Exercise requirements —
Start at the line in the entries below that contains "assert_eq!(a.unwrap(), b.unwrap());", stop at the line that contains "assert_eq!(a.unwrap().id, b.unwrap().id);", and output exactly the lines in that span, both ends included.

Data provided —

※

use serde::Serialize;
use utoipa::ToSchema;

use crate::entity::pusher;

use super::plugin::PluginResponse;

#[derive(Debug, Clone, Serialize, ToSchema)]
pub struct PusherSummary {
    pub id: i32,
    pub name: String,
    pub email: String,
}

impl From<pusher::Model> for PusherSummary {
    fn from(m: pusher::Model) -> Self {
        Self {
            id: m.id,
            name: m.name,
            email: m.email,
        }
    }
}

#[derive(Serialize, ToSchema)]
pub struct PusherListResponse {
    pub data: Vec<PusherSummary>,
}

/// A pusher and the plugins whose latest default-branch push they made.
#[derive(Serialize, ToSchema)]
pub struct PusherDetailResponse {
    #[serde(flatten)]
    pub pusher: PusherSummary,
    pub plugins: Vec<PluginResponse>,
}
use axum::Json;
use axum::body::Bytes;
use axum::extract::{DefaultBodyLimit, State};
use axum::http::HeaderMap;
use axum::response::{IntoResponse, Response};
use forge_common::{PushEvent, verify_signature};
use tracing::{Span, info, instrument, warn};

use crate::entity::plugin;
use crate::error::{AppError, ErrorBody};
use crate::models::webhook::{MessageResponse, PluginEnvelope};
use crate::registry::{PluginFields, PluginRegistry, PusherRegistry};
use crate::state::AppState;

pub const SIGNATURE_HEADER: &str = "x-hub-signature-256";
pub const EVENT_HEADER: &str = "x-github-event";
pub const DELIVERY_HEADER: &str = "x-github-delivery";

const NOT_DEFAULT_BRANCH: &str = "Not a push to the default branch.";

#[utoipa::path(
    post,
    path = "/github",
    tag = "Webhooks",
    operation_id = "receiveGithubWebhook",
    summary = "Receive a GitHub webhook delivery",
    description = "Verifies `X-Hub-Signature-256` over the raw body with the webhook secret. \
        A push to the repository's default branch clones, zips and publishes the tree, then \
        creates or updates the plugin record and returns it. Pushes to other refs, `ping` and \
        other events return a `{\"message\": ...}` body instead and change nothing.",
    request_body(content = String, content_type = "application/json", description = "GitHub push payload"),
    params(
        ("X-Hub-Signature-256" = String, Header, description = "`sha256=<hex>` HMAC of the raw body"),
        ("X-GitHub-Event" = Option<String>, Header, description = "Event name; defaults to `push`"),
    ),
    responses(
        (status = 200, description = "Plugin record after the build, or an informational message", body = PluginEnvelope),
        (status = 400, description = "Unparsable push payload (VALIDATION_ERROR)", body = ErrorBody),
        (status = 401, description = "Bad signature (SIGNATURE_MISSING, SIGNATURE_INVALID)", body = ErrorBody),
        (status = 500, description = "Metadata store failure (INTERNAL_ERROR)", body = ErrorBody),
    ),
)]
#[instrument(skip_all, fields(event, delivery))]
pub async fn receive_webhook(
    State(state): State<AppState>,
    headers: HeaderMap,
    body: Bytes,
) -> Result<Response, AppError> {
    verify_delivery(&state.config.github.webhook_secret, &headers, &body)?;

    let event = header_str(&headers, EVENT_HEADER).unwrap_or("push");
    let span = Span::current();
    span.record("event", event);
    if let Some(delivery) = header_str(&headers, DELIVERY_HEADER) {
        span.record("delivery", delivery);
    }

    match event {
        "push" => {}
        "ping" => return Ok(Json(MessageResponse::new("pong")).into_response()),
        other => {
            info!(event = other, "Ignoring non-push event");
            return Ok(Json(MessageResponse::new(format!("Ignored `{other}` event."))).into_response());
        }
    }

    let push: PushEvent = serde_json::from_slice(&body)
        .map_err(|e| AppError::Validation(format!("Invalid push payload: {e}")))?;

    if !push.targets_default_branch() {
        info!(
            git_ref = %push.git_ref,
            default_branch = %push.repository.default_branch,
            "Ignoring push outside the default branch"
        );
        return Ok(Json(MessageResponse::new(NOT_DEFAULT_BRANCH)).into_response());
    }

    // Detached so a client disconnect cannot abandon a build mid-way.
    let model = tokio::spawn(process_push(state, push))
        .await
        .map_err(|e| AppError::Internal(format!("Push processing task failed: {e}")))??;

    Ok(Json(PluginEnvelope {
        plugin: model.into(),
    })
    .into_response())
}

/// Resolve identities, build, and persist one default-branch push.
///
/// Holds the repository lock from reading the prior artifact list until the
/// new list is stored, so concurrent deliveries for one repository append in
/// arrival order.
#[instrument(skip_all, fields(full_name = %push.repository.full_name))]
async fn process_push(state: AppState, push: PushEvent) -> Result<plugin::Model, AppError> {
    let repo = &push.repository;
    let _lock = state.pipeline.lock_repository(&repo.full_name).await;

    let pushers = PusherRegistry::new(&state.db);
    let plugins = PluginRegistry::new(&state.db);
    let (pusher_id, existing) = tokio::try_join!(
        pushers.get_or_create_pusher_id(&push.pusher),
        plugins.find_by_full_name(&repo.full_name),
    )?;

    let prior_zips = existing.map(|p| p.zips).unwrap_or_default();
    let outcome = state
        .pipeline
        .build(&repo.name, &repo.html_url, prior_zips, &state.shutdown)
        .await;
    if !outcome.is_published() {
        warn!("Build failed; keeping previous artifact history");
    }

    let fields = PluginFields::from(repo);
    let model = plugins
        .upsert(&repo.full_name, &fields, outcome.zips(), pusher_id)
        .await?;
    Ok(model)
}

fn verify_delivery(secret: &str, headers: &HeaderMap, body: &[u8]) -> Result<(), AppError> {
    let claimed = header_str(headers, SIGNATURE_HEADER).ok_or(AppError::SignatureMissing)?;
    match verify_signature(secret.as_bytes(), body, claimed) {
        Ok(true) => Ok(()),
        Ok(false) | Err(_) => {
            warn!("Rejected delivery with invalid signature");
            Err(AppError::SignatureInvalid)
        }
    }
}

fn header_str<'a>(headers: &'a HeaderMap, name: &str) -> Option<&'a str> {
    headers.get(name).and_then(|v| v.to_str().ok())
}

/// Body limit for webhook deliveries (GitHub caps payloads at 25MB).
pub fn webhook_body_limit() -> DefaultBodyLimit {
    DefaultBodyLimit::max(25 * 1024 * 1024)
}
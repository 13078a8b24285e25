use std::sync::Arc;

use dashmap::DashMap;
use tokio::sync::{Mutex, OwnedMutexGuard};

/// One async mutex per repository full name. Entries are dropped once the
/// last holder or waiter lets go, so the map only tracks repositories with
/// work in flight.
#[derive(Default)]
pub struct RepoLocks {
    locks: Arc<DashMap<String, Arc<Mutex<()>>>>,
}

impl RepoLocks {
    pub fn new() -> Self {
        Self::default()
    }

    /// Wait for exclusive access to `full_name`. Waiters are served in FIFO
    /// order.
    pub async fn acquire(&self, full_name: &str) -> RepoLockGuard {
        let mutex = self
            .locks
            .entry(full_name.to_string())
            .or_insert_with(|| Arc::new(Mutex::new(())))
            .clone();

        let guard = mutex.lock_owned().await;
        RepoLockGuard {
            key: full_name.to_string(),
            locks: Arc::clone(&self.locks),
            guard: Some(guard),
        }
    }

    /// Number of repositories with a holder or waiter.
    pub fn in_flight(&self) -> usize {
        self.locks.len()
    }
}

pub struct RepoLockGuard {
    key: String,
    locks: Arc<DashMap<String, Arc<Mutex<()>>>>,
    guard: Option<OwnedMutexGuard<()>>,
}

impl Drop for RepoLockGuard {
    fn drop(&mut self) {
        // Release first so the strong count reflects only the map entry and
        // any waiters.
        drop(self.guard.take());
        self.locks
            .remove_if(&self.key, |_, mutex| Arc::strong_count(mutex) == 1);
    }
}
use forge_common::PusherIdentity;
use forge_server::registry::{PluginFields, PluginRegistry, PusherRegistry};

use crate::common::TestApp;

fn fields(name: &str) -> PluginFields {
    PluginFields {
        name: name.to_string(),
        private: false,
        html_url: format!("https://github.com/octo-org/{name}"),
        default_branch: "main".to_string(),
        pushed_at: Some("1700000000".to_string()),
        updated_at: None,
        created_at: None,
    }
}

fn identity(name: &str, email: &str) -> PusherIdentity {
    PusherIdentity {
        name: name.to_string(),
        email: email.to_string(),
    }
}

#[tokio::test]
async fn unknown_full_name_is_none() {
    let app = TestApp::spawn().await;

    let found = PluginRegistry::new(&app.db)
        .find_by_full_name("octo-org/missing")
        .await
        .unwrap();

    assert!(found.is_none());
}

#[tokio::test]
async fn upsert_is_idempotent_per_full_name() {
    let app = TestApp::spawn().await;
    let plugins = PluginRegistry::new(&app.db);
    let urls = vec!["http://a/1.zip".to_string()];

    let first = plugins
        .upsert("octo-org/p", &fields("p"), &urls, 1)
        .await
        .unwrap();
    let second = plugins
        .upsert("octo-org/p", &fields("p"), &urls, 1)
        .await
        .unwrap();

    assert_eq!(first.id, second.id);
    assert_eq!(app.plugin_count().await, 1);

    plugins
        .upsert("octo-org/q", &fields("q"), &[], 1)
        .await
        .unwrap();
    assert_eq!(app.plugin_count().await, 2);
}

#[tokio::test]
async fn upsert_replaces_fields_and_history() {
    let app = TestApp::spawn().await;
    let plugins = PluginRegistry::new(&app.db);
    plugins
        .upsert("octo-org/p", &fields("p"), &["http://a/1.zip".to_string()], 1)
        .await
        .unwrap();

    let mut changed = fields("p");
    changed.private = true;
    changed.default_branch = "trunk".to_string();
    let history = vec!["http://a/1.zip".to_string(), "http://a/2.zip".to_string()];
    let updated = plugins
        .upsert("octo-org/p", &changed, &history, 7)
        .await
        .unwrap();

    assert!(updated.private);
    assert_eq!(updated.default_branch, "trunk");
    assert_eq!(updated.pusher_id, 7);
    assert_eq!(updated.zip_urls(), history);

    let existing = plugins
        .find_by_full_name("octo-org/p")
        .await
        .unwrap()
        .unwrap();
    assert_eq!(existing.id, updated.id);
    assert_eq!(existing.zips, history);
}

#[tokio::test]
async fn pusher_is_created_once_per_email() {
    let app = TestApp::spawn().await;
    let pushers = PusherRegistry::new(&app.db);

    let a = pushers
        .get_or_create_pusher_id(&identity("a", "a@x.com"))
        .await
        .unwrap();
    let again = pushers
        .get_or_create_pusher_id(&identity("renamed", "a@x.com"))
        .await
        .unwrap();
    let b = pushers
        .get_or_create_pusher_id(&identity("b", "b@x.com"))
        .await
        .unwrap();

    assert_eq!(a, again);
    assert_ne!(a, b);
    assert_eq!(app.pusher_count().await, 2);

    let stored = pushers.find_by_id(a).await.unwrap().unwrap();
    assert_eq!(stored.name, "a");
}

#[tokio::test]
async fn plugins_are_recovered_by_pusher() {
    let app = TestApp::spawn().await;
    let plugins = PluginRegistry::new(&app.db);
    plugins.upsert("octo-org/a", &fields("a"), &[], 1).await.unwrap();
    plugins.upsert("octo-org/b", &fields("b"), &[], 2).await.unwrap();
    plugins.upsert("octo-org/c", &fields("c"), &[], 1).await.unwrap();

    let names: Vec<String> = plugins
        .list_by_pusher(1)
        .await
        .unwrap()
        .into_iter()
        .map(|p| p.full_name)
        .collect();

    assert_eq!(names, vec!["octo-org/a", "octo-org/c"]);
    assert_eq!(plugins.list().await.unwrap().len(), 3);
}

#[tokio::test]
async fn concurrent_pusher_creation_converges_on_one_record() {
    let app = TestApp::spawn().await;
    let left = PusherRegistry::new(&app.db);
    let right = PusherRegistry::new(&app.db);
    let someone = identity("someone", "same@x.com");

    let (a, b) = tokio::join!(
        left.get_or_create_pusher_id(&someone),
        right.get_or_create_pusher_id(&someone),
    );

    assert_eq!(a.unwrap(), b.unwrap());
    assert_eq!(app.pusher_count().await, 1);
}

#[tokio::test]
async fn concurrent_plugin_upserts_converge_on_one_record() {
    let app = TestApp::spawn().await;
    let left = PluginRegistry::new(&app.db);
    let right = PluginRegistry::new(&app.db);
    let urls = vec!["http://a/1.zip".to_string()];
    let left_fields = fields("p");
    let right_fields = fields("p");

    let (a, b) = tokio::join!(
        left.upsert("octo-org/p", &left_fields, &urls, 1),
        right.upsert("octo-org/p", &right_fields, &urls, 1),
    );

    assert_eq!(a.unwrap().id, b.unwrap().id);
    assert_eq!(app.plugin_count().await, 1);
}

※

Response —
    assert_eq!(a.unwrap(), b.unwrap());
    assert_eq!(app.pusher_count().await, 1);
}

#[tokio::test]
async fn concurrent_plugin_upserts_converge_on_one_record() {
    let app = TestApp::spawn().await;
    let left = PluginRegistry::new(&app.db);
    let right = PluginRegistry::new(&app.db);
    let urls = vec!["http://a/1.zip".to_string()];
    let left_fields = fields("p");
    let right_fields = fields("p");

    let (a, b) = tokio::join!(
        left.upsert("octo-org/p", &left_fields, &urls, 1),
        right.upsert("octo-org/p", &right_fields, &urls, 1),
    );

    assert_eq!(a.unwrap().id, b.unwrap().id);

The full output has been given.